• [ASSIGNMENT]: Count the lines below that include the word "super" and write that number alone.

• [DATA RECORDS]:
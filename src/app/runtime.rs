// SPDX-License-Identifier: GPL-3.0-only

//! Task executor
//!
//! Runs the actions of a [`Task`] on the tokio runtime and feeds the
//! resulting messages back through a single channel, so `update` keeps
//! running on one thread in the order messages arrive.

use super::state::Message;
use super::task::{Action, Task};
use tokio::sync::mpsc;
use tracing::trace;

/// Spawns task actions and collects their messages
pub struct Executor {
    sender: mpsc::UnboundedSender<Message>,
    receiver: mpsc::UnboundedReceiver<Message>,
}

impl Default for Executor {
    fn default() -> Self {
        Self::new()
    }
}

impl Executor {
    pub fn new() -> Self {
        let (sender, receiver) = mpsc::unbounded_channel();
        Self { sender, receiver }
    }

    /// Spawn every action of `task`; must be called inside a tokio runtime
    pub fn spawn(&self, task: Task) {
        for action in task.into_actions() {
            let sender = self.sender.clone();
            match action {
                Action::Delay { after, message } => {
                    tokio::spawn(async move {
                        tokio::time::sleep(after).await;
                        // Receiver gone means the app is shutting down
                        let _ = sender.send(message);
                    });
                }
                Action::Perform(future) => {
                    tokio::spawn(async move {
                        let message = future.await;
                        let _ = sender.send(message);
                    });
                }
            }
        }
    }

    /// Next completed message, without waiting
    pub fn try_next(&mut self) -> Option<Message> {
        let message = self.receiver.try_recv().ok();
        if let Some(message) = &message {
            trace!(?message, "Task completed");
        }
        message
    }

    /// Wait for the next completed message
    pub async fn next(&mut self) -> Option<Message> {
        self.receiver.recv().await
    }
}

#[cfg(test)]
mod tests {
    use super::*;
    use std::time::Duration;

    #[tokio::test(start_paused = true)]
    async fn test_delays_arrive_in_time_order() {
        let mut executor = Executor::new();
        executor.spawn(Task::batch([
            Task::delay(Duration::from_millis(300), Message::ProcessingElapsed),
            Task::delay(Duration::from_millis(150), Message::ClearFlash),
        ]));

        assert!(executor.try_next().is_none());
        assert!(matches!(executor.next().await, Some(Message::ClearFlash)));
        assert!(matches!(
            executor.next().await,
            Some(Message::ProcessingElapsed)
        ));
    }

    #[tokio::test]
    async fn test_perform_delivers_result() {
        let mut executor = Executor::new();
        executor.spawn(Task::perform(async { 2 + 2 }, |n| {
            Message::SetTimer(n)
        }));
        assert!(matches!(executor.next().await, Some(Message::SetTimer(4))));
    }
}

• [ANSWER SECTION]: 3